*Your task*: The entries are to be written out again with no differences.

Stored items:
[Start of section]
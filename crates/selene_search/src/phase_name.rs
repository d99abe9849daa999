//! Human-readable moon phase from the quarter dates around a day.

use std::fmt;

use chrono::NaiveDate;

use crate::lunar_phase::QuarterAnchors;

/// One of the eight named phases.
#[derive(Debug, Clone, Copy, PartialEq, Eq, Hash)]
pub enum MoonPhaseName {
    Full,
    New,
    FirstQuarter,
    LastQuarter,
    WaxingCrescent,
    WaxingGibbous,
    WaningGibbous,
    WaningCrescent,
}

impl MoonPhaseName {
    pub const fn as_str(self) -> &'static str {
        match self {
            Self::Full => "Full",
            Self::New => "New",
            Self::FirstQuarter => "First quarter",
            Self::LastQuarter => "Last quarter",
            Self::WaxingCrescent => "Waxing crescent",
            Self::WaxingGibbous => "Waxing gibbous",
            Self::WaningGibbous => "Waning gibbous",
            Self::WaningCrescent => "Waning crescent",
        }
    }
}

impl fmt::Display for MoonPhaseName {
    fn fmt(&self, f: &mut fmt::Formatter<'_>) -> fmt::Result {
        f.write_str(self.as_str())
    }
}

fn ascending(dates: [NaiveDate; 5]) -> bool {
    dates.windows(2).all(|w| w[0] < w[1])
}

/// Name the phase on local calendar day `date`.
///
/// A day holding a quarter takes that quarter's name, checked in the order
/// Full, New, First quarter, Last quarter. Otherwise the first matching
/// cyclic ordering of the surrounding quarters decides. `None` means the
/// anchors fit no ordering.
pub fn classify_phase(date: NaiveDate, a: &QuarterAnchors) -> Option<MoonPhaseName> {
    let exact = [
        (MoonPhaseName::Full, a.next_full, a.prev_full),
        (MoonPhaseName::New, a.next_new, a.prev_new),
        (MoonPhaseName::FirstQuarter, a.next_first_quarter, a.prev_first_quarter),
        (MoonPhaseName::LastQuarter, a.next_last_quarter, a.prev_last_quarter),
    ];
    if let Some((name, _, _)) = exact
        .iter()
        .find(|(_, next, prev)| date == *next || date == *prev)
    {
        return Some(*name);
    }

    let orderings = [
        (
            MoonPhaseName::WaxingCrescent,
            [a.prev_new, a.next_first_quarter, a.next_full, a.next_last_quarter, a.next_new],
        ),
        (
            MoonPhaseName::WaxingGibbous,
            [a.prev_first_quarter, a.next_full, a.next_last_quarter, a.next_new, a.next_first_quarter],
        ),
        (
            MoonPhaseName::WaningGibbous,
            [a.prev_full, a.next_last_quarter, a.next_new, a.next_first_quarter, a.next_full],
        ),
        (
            MoonPhaseName::WaningCrescent,
            [a.prev_last_quarter, a.next_new, a.next_first_quarter, a.next_full, a.next_last_quarter],
        ),
    ];
    orderings
        .iter()
        .find(|(_, dates)| ascending(*dates))
        .map(|(name, _)| *name)
}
[End of section]
*Answer box*:
filename crates/selene_search/src/phase_name.rs
repository d99abe9849daa999
//! Human-readable moon phase from the quarter dates around a day.

use std::fmt;

use chrono::NaiveDate;

use crate::lunar_phase::QuarterAnchors;

/// One of the eight named phases.
#[derive(Debug, Clone, Copy, PartialEq, Eq, Hash)]
pub enum MoonPhaseName {
    Full,
    New,
    FirstQuarter,
    LastQuarter,
    WaxingCrescent,
    WaxingGibbous,
    WaningGibbous,
    WaningCrescent,
}

impl MoonPhaseName {
    pub const fn as_str(self) -> &'static str {
        match self {
            Self::Full => "Full",
            Self::New => "New",
            Self::FirstQuarter => "First quarter",
            Self::LastQuarter => "Last quarter",
            Self::WaxingCrescent => "Waxing crescent",
            Self::WaxingGibbous => "Waxing gibbous",
            Self::WaningGibbous => "Waning gibbous",
            Self::WaningCrescent => "Waning crescent",
        }
    }
}

impl fmt::Display for MoonPhaseName {
    fn fmt(&self, f: &mut fmt::Formatter<'_>) -> fmt::Result {
        f.write_str(self.as_str())
    }
}

fn ascending(dates: [NaiveDate; 5]) -> bool {
    dates.windows(2).all(|w| w[0] < w[1])
}

/// Name the phase on local calendar day `date`.
///
/// A day holding a quarter takes that quarter's name, checked in the order
/// Full, New, First quarter, Last quarter. Otherwise the first matching
/// cyclic ordering of the surrounding quarters decides. `None` means the
/// anchors fit no ordering.
pub fn classify_phase(date: NaiveDate, a: &QuarterAnchors) -> Option<MoonPhaseName> {
    let exact = [
        (MoonPhaseName::Full, a.next_full, a.prev_full),
        (MoonPhaseName::New, a.next_new, a.prev_new),
        (MoonPhaseName::FirstQuarter, a.next_first_quarter, a.prev_first_quarter),
        (MoonPhaseName::LastQuarter, a.next_last_quarter, a.prev_last_quarter),
    ];
    if let Some((name, _, _)) = exact
        .iter()
        .find(|(_, next, prev)| date == *next || date == *prev)
    {
        return Some(*name);
    }

    let orderings = [
        (
            MoonPhaseName::WaxingCrescent,
            [a.prev_new, a.next_first_quarter, a.next_full, a.next_last_quarter, a.next_new],
        ),
        (
            MoonPhaseName::WaxingGibbous,
            [a.prev_first_quarter, a.next_full, a.next_last_quarter, a.next_new, a.next_first_quarter],
        ),
        (
            MoonPhaseName::WaningGibbous,
            [a.prev_full, a.next_last_quarter, a.next_new, a.next_first_quarter, a.next_full],
        ),
        (
            MoonPhaseName::WaningCrescent,
            [a.prev_last_quarter, a.next_new, a.next_first_quarter, a.next_full, a.next_last_quarter],
        ),
    ];
    orderings
        .iter()
        .find(|(_, dates)| ascending(*dates))
        .map(|(name, _)| *name)
}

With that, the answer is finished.